RATIONALE: Alternatively activated macrophages (M2) are induced by the Th2 cytokines and are implicated in hypersensitivity and allergy. An impediment to understanding the biology of human M2 cells is the lack of a reproducible in vitro human cell line model to improve upon the donor-to-donor variability of the primary cells. Using the human promonocytic cell line, THP1, we have successfully established a model to produce either classically activated macrophages (M1) or M2 cells. METHODS: THP1 cells were treated with PMA for 48 h followed by 96 h of 500 IU/ml IFN-g (THP-M1) or 100 IU/ml IL-4 (THP-M2).

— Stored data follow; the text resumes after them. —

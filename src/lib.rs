//! Bactmeasure: border intensity and foci relations for segmented bacteria.
//!
//! The input is a labeled image (one region per bacterium, produced by an
//! external segmentation step) plus intensity channels, exchanged as JSON.
//! Two analyses run on top of it:
//!
//! - **border**: mean channel intensity inside each bacterium and on its
//!   border shell of fixed physical thickness
//! - **foci**: foci detected in two channels, linked to their bacterium,
//!   then measured against the bacterium pole, against each other, and
//!   tested for overlap
//!
//! # Modules
//!
//! - [`geom`]: voxels, volumes, regions, populations, JSON input
//! - [`morphology`]: border shell / interior decomposition
//! - [`intensity`]: sum and mean over a region
//! - [`linking`]: focus → bacterium assignment
//! - [`relations`]: distances and colocalization
//! - [`detection`]: foci detection behind a swappable filter backend
//! - [`pipeline`]: per-image analyses and result tables
//! - [`config`], [`validation`], [`error`]

pub mod config;
pub mod detection;
pub mod error;
pub mod geom;
pub mod intensity;
pub mod linking;
pub mod morphology;
pub mod pipeline;
pub mod relations;
pub mod validation;

use std::fs::{self, File};
use std::io::BufWriter;
use std::path::{Path, PathBuf};

use clap::{Parser, Subcommand};
use flexi_logger::{Duplicate, FileSpec, Logger, LoggerHandle};

pub use config::AnalysisConfig;
pub use error::BactError;

use geom::io_json::read_image_json;
use geom::{Calibration, ImageStack};
use pipeline::rows::{BorderRow, ColocRow, DistanceRow, TsvWriter};

/// Border analysis table.
pub const BORDER_RESULTS_FILE: &str = "results.tsv";
/// Foci distance table.
pub const DISTANCES_FILE: &str = "distances.tsv";
/// Foci colocalization table.
pub const COLOCALIZATION_FILE: &str = "colocalization.tsv";

/// The bactmeasure CLI application.
#[derive(Parser)]
#[command(name = "bactmeasure")]
#[command(version, author, about)]
#[command(propagate_version = true)]
struct Cli {
    /// More log output on stderr (-v info, -vv debug, -vvv trace).
    #[arg(short, long, action = clap::ArgAction::Count, global = true)]
    verbose: u8,

    /// Also write logs to files in this directory.
    #[arg(long, global = true, env = "BACTMEASURE_LOG_DIR")]
    log_dir: Option<PathBuf>,

    #[command(subcommand)]
    command: Option<Commands>,
}

/// Available subcommands.
#[derive(Subcommand)]
enum Commands {
    /// Measure channel intensity inside bacteria and on their border shell.
    Border(AnalysisArgs),
    /// Detect foci in two channels and report distances and colocalization.
    Foci(AnalysisArgs),
    /// Validate a configuration file without processing any image.
    CheckConfig(CheckConfigArgs),
}

/// Arguments shared by the analysis subcommands.
#[derive(clap::Args)]
struct AnalysisArgs {
    /// Image stack JSON files, processed in the order given.
    #[arg(required = true)]
    inputs: Vec<PathBuf>,

    /// Directory receiving the result tables (created if missing).
    #[arg(short, long)]
    output_dir: PathBuf,

    /// Configuration file (.yaml, .yml or .json).
    #[arg(short, long)]
    config: Option<PathBuf>,

    /// Override the XY pixel size of every image (pixel depth becomes 1).
    #[arg(long)]
    pixel_size: Option<f64>,
}

/// Arguments for the check-config subcommand.
#[derive(clap::Args)]
struct CheckConfigArgs {
    /// Configuration file; defaults are checked when omitted.
    config: Option<PathBuf>,

    /// Treat warnings as errors (exit non-zero if any warnings).
    #[arg(long)]
    strict: bool,

    /// Output format for the report ('text' or 'json').
    #[arg(long, default_value = "text")]
    output: String,

    /// Print the effective configuration as YAML after the report.
    #[arg(long)]
    dump: bool,
}

/// Run the bactmeasure CLI.
///
/// This is the main entry point for the CLI, called from `main.rs`.
pub fn run() -> Result<(), BactError> {
    let cli = Cli::parse();
    let _logger = init_logging(cli.verbose, cli.log_dir.as_deref())?;

    match cli.command {
        Some(Commands::Border(args)) => run_border(args),
        Some(Commands::Foci(args)) => run_foci(args),
        Some(Commands::CheckConfig(args)) => run_check_config(args),
        None => {
            println!("bactmeasure {}", env!("CARGO_PKG_VERSION"));
            println!();
            println!("Border intensity and foci relations for segmented bacteria.");
            println!();
            println!("Run 'bactmeasure --help' for usage information.");
            Ok(())
        }
    }
}

/// Installs the logger. `RUST_LOG` wins over `-v`.
fn init_logging(verbose: u8, log_dir: Option<&Path>) -> Result<LoggerHandle, BactError> {
    let level = match verbose {
        0 => "warn",
        1 => "info",
        2 => "debug",
        _ => "trace",
    };
    let logger = Logger::try_with_env_or_str(level)?;
    let handle = match log_dir {
        Some(dir) => logger
            .log_to_file(FileSpec::default().directory(dir))
            .duplicate_to_stderr(Duplicate::All)
            .start()?,
        None => logger.log_to_stderr().start()?,
    };
    Ok(handle)
}

/// Loads the configuration, applies CLI overrides and validates it.
fn load_config(path: Option<&Path>, pixel_size: Option<f64>) -> Result<AnalysisConfig, BactError> {
    let mut config = match path {
        Some(path) => AnalysisConfig::load(path)?,
        None => AnalysisConfig::default(),
    };
    if pixel_size.is_some() {
        config.pixel_size = pixel_size;
    }
    validation::ensure_valid(validation::validate_config(&config))?;
    Ok(config)
}

/// Reads one image and resolves its calibration.
fn load_image(path: &Path, config: &AnalysisConfig) -> Result<(ImageStack, Calibration), BactError> {
    let stack = read_image_json(path)?;
    let cal = config.calibration_for(&stack.calibration);
    validation::ensure_valid(validation::validate_calibration(&cal, config))?;
    log::info!(
        "{}: {} labels, calibration {} x {} x {} {}",
        stack.name,
        stack.labels.shape(),
        cal.pixel_width,
        cal.pixel_height,
        cal.pixel_depth,
        cal.unit
    );
    Ok((stack, cal))
}

type FileWriter = TsvWriter<BufWriter<File>>;

/// Execute the border subcommand.
fn run_border(args: AnalysisArgs) -> Result<(), BactError> {
    let config = load_config(args.config.as_deref(), args.pixel_size)?;
    fs::create_dir_all(&args.output_dir)?;
    let path = args.output_dir.join(BORDER_RESULTS_FILE);

    // the header carries the unit, so it waits for the first image
    let mut writer: Option<FileWriter> = None;
    let mut total = 0usize;
    for input in &args.inputs {
        let (stack, cal) = load_image(input, &config)?;
        let analysis = pipeline::analyze_border(&stack, &config, &cal)?;
        if writer.is_none() {
            writer = Some(TsvWriter::create(
                &path,
                &BorderRow::header(cal.unit_symbol()),
            )?);
        }
        if let Some(w) = writer.as_mut() {
            w.write_rows(&analysis.rows)?;
        }
        total += analysis.rows.len();
    }
    if let Some(w) = writer {
        w.finish()?;
    }

    eprintln!(
        "Measured {} bacteria in {} image(s) -> {}",
        total,
        args.inputs.len(),
        path.display()
    );
    Ok(())
}

/// Execute the foci subcommand.
fn run_foci(args: AnalysisArgs) -> Result<(), BactError> {
    let config = load_config(args.config.as_deref(), args.pixel_size)?;
    fs::create_dir_all(&args.output_dir)?;
    let distances_path = args.output_dir.join(DISTANCES_FILE);
    let coloc_path = args.output_dir.join(COLOCALIZATION_FILE);

    let mut writers: Option<(FileWriter, FileWriter)> = None;
    let (mut distance_rows, mut coloc_rows) = (0usize, 0usize);
    for input in &args.inputs {
        let (stack, cal) = load_image(input, &config)?;
        let analysis = pipeline::analyze_foci(&stack, &config, &cal)?;
        if writers.is_none() {
            let unit = cal.unit_symbol();
            writers = Some((
                TsvWriter::create(
                    &distances_path,
                    &DistanceRow::header(unit, config.foci.max_reported_distances),
                )?,
                TsvWriter::create(&coloc_path, &ColocRow::header(unit))?,
            ));
        }
        if let Some((distances, coloc)) = writers.as_mut() {
            distances.write_rows(&analysis.distances)?;
            coloc.write_rows(&analysis.colocalization)?;
        }
        distance_rows += analysis.distances.len();
        coloc_rows += analysis.colocalization.len();
    }
    if let Some((distances, coloc)) = writers {
        distances.finish()?;
        coloc.finish()?;
    }

    eprintln!(
        "Wrote {} distance row(s) and {} colocalization row(s) from {} image(s) to {}",
        distance_rows,
        coloc_rows,
        args.inputs.len(),
        args.output_dir.display()
    );
    Ok(())
}

/// Execute the check-config subcommand.
fn run_check_config(args: CheckConfigArgs) -> Result<(), BactError> {
    let config = match &args.config {
        Some(path) => AnalysisConfig::load(path)?,
        None => AnalysisConfig::default(),
    };
    let report = validation::validate_config(&config);
    let (border_area, foci_area) = (config.bacteria.border_area(), config.bacteria.foci_area());

    match args.output.as_str() {
        "json" => {
            let issues: Vec<serde_json::Value> = report
                .issues
                .iter()
                .map(|issue| {
                    serde_json::json!({
                        "severity": format!("{:?}", issue.severity),
                        "code": format!("{:?}", issue.code),
                        "message": issue.message,
                        "context": issue.context.to_string(),
                    })
                })
                .collect();
            let doc = serde_json::json!({
                "error_count": report.error_count(),
                "warning_count": report.warning_count(),
                "issues": issues,
                "bacteria_area": { "border": border_area, "foci": foci_area },
            });
            println!("{:#}", doc);
        }
        _ => {
            print!("{}", report);
            println!(
                "Bacterium area bounds: border [{}, {}], foci [{}, {}]",
                border_area.min, border_area.max, foci_area.min, foci_area.max
            );
        }
    }

    if args.dump {
        let yaml = serde_yaml::to_string(&config)
            .map_err(|e| BactError::UnsupportedFormat(e.to_string()))?;
        print!("{}", yaml);
    }

    let passed = if args.strict {
        report.is_ok_strict()
    } else {
        report.is_ok()
    };
    if !passed {
        Err(BactError::InvalidConfig {
            error_count: report.error_count(),
            warning_count: report.warning_count(),
            report,
        })
    } else {
        Ok(())
    }
}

Both cell types were then treated with LPS for 4h and expression of IFN and inflammatory genes were measured by qRT- PCR. RESULTS: Compared to THP1-M1 cells, THP1-M2 cells exclusively express the scavenger-type mannose receptor (MRC1) and M2-related chemokines such as CCL-13, 17, 18 and 22. When treated with LPS, THP1-M2 cells were tolerant, expressing little or no TNF-alpha, CXCL-10 and 11. Furthermore, THP1-M2 expressed ∼100-fold less IFN-B and IFN-lambda1, and significantly lower levels of IFNAR1 and IFNAR2. CONCLUSION: This first description of human cell line model of alternatively activated macrophages demonstrates that the inflammatory response of M2 macrophages to LPS is impaired. Impaired expression of type I IFN and receptor subunits may explain poor respiratory viral clearance in allergic individuals.